BEGIN Provided material

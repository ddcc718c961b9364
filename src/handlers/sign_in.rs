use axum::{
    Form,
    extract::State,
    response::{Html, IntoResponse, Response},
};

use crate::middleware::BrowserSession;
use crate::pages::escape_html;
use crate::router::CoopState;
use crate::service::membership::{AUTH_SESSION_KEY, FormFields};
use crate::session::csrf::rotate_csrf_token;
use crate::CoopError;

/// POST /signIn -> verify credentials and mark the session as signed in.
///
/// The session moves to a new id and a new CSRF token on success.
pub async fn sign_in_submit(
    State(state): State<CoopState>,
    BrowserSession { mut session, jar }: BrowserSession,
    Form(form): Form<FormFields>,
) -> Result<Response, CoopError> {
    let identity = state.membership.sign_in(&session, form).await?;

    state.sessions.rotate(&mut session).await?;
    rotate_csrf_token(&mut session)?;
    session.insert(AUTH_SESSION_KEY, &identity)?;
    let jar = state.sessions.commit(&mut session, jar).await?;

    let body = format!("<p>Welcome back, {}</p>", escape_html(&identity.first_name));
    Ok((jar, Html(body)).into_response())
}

END Provided material
BEGIN Provided material

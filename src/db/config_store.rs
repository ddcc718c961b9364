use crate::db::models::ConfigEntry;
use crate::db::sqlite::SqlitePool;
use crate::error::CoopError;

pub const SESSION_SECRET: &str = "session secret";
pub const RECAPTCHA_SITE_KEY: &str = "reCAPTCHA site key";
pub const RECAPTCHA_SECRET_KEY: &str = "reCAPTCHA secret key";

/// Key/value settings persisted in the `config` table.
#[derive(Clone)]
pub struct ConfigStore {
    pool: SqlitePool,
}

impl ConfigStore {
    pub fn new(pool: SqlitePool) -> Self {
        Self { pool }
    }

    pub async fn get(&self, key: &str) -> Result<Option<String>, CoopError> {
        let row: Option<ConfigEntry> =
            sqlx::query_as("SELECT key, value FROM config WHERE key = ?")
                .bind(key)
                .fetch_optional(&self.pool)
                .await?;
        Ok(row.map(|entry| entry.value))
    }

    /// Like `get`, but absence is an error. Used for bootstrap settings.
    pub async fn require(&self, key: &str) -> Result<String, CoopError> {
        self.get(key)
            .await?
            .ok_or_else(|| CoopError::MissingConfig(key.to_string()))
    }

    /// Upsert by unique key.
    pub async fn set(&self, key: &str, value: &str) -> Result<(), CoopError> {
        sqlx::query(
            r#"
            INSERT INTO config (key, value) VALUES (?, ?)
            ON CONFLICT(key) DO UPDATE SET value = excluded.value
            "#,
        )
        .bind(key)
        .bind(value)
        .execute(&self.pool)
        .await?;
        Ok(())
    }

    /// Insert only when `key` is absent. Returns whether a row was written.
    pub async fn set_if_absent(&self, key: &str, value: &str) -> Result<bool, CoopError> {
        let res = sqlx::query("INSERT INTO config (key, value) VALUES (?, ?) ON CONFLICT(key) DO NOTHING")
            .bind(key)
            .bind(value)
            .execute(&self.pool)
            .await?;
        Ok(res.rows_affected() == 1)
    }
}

END Provided material
BEGIN Provided material

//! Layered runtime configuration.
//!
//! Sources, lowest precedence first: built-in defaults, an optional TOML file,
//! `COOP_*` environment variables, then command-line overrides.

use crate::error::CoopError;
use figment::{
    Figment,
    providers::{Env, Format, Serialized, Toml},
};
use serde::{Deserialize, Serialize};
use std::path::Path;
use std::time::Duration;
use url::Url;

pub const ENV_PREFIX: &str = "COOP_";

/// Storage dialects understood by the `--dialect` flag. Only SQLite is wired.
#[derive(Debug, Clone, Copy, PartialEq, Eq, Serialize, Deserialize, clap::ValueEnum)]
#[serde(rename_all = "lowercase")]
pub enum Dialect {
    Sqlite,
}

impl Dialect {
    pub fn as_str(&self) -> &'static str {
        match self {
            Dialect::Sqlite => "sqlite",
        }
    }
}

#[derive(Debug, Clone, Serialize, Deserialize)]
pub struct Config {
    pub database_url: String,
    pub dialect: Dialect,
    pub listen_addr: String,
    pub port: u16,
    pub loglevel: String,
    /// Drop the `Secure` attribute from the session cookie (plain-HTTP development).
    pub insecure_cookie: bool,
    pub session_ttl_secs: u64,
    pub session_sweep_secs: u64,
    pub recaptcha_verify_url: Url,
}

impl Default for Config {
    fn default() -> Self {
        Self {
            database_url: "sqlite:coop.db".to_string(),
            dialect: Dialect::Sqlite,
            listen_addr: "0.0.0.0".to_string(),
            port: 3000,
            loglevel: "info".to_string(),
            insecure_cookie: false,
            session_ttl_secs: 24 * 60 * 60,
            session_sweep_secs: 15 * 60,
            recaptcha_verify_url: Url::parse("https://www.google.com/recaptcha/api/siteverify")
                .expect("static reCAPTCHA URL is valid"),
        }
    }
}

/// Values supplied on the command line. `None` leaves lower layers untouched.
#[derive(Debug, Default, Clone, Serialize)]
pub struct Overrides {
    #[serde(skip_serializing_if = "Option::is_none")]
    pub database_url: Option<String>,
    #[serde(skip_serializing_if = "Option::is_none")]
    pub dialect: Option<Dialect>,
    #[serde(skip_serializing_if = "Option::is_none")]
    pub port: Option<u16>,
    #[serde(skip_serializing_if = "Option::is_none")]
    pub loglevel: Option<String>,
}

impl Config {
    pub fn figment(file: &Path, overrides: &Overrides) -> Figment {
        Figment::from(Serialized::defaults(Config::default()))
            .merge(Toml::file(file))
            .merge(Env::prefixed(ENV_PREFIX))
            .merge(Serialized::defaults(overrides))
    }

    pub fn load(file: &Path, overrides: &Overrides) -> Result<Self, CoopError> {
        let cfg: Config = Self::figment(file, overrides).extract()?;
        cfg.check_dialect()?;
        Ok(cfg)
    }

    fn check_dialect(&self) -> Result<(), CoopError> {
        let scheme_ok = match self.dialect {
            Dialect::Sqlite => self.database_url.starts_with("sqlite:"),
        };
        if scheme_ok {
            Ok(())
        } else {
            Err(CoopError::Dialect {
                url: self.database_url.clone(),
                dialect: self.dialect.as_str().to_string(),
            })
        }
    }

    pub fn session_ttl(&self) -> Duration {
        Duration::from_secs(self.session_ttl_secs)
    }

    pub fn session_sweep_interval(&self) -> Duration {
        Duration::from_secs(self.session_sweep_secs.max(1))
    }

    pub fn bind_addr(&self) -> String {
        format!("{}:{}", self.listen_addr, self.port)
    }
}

END Provided material

Exercise — Set down, from the entries above, exactly the lines from the one with "use crate::router::CoopState;" up to and including the one with "token on success.", and no other lines.

Answer space —
use crate::router::CoopState;
use crate::service::membership::{AUTH_SESSION_KEY, FormFields};
use crate::session::csrf::rotate_csrf_token;
use crate::CoopError;

/// POST /signIn -> verify credentials and mark the session as signed in.
///
/// The session moves to a new id and a new CSRF token on success.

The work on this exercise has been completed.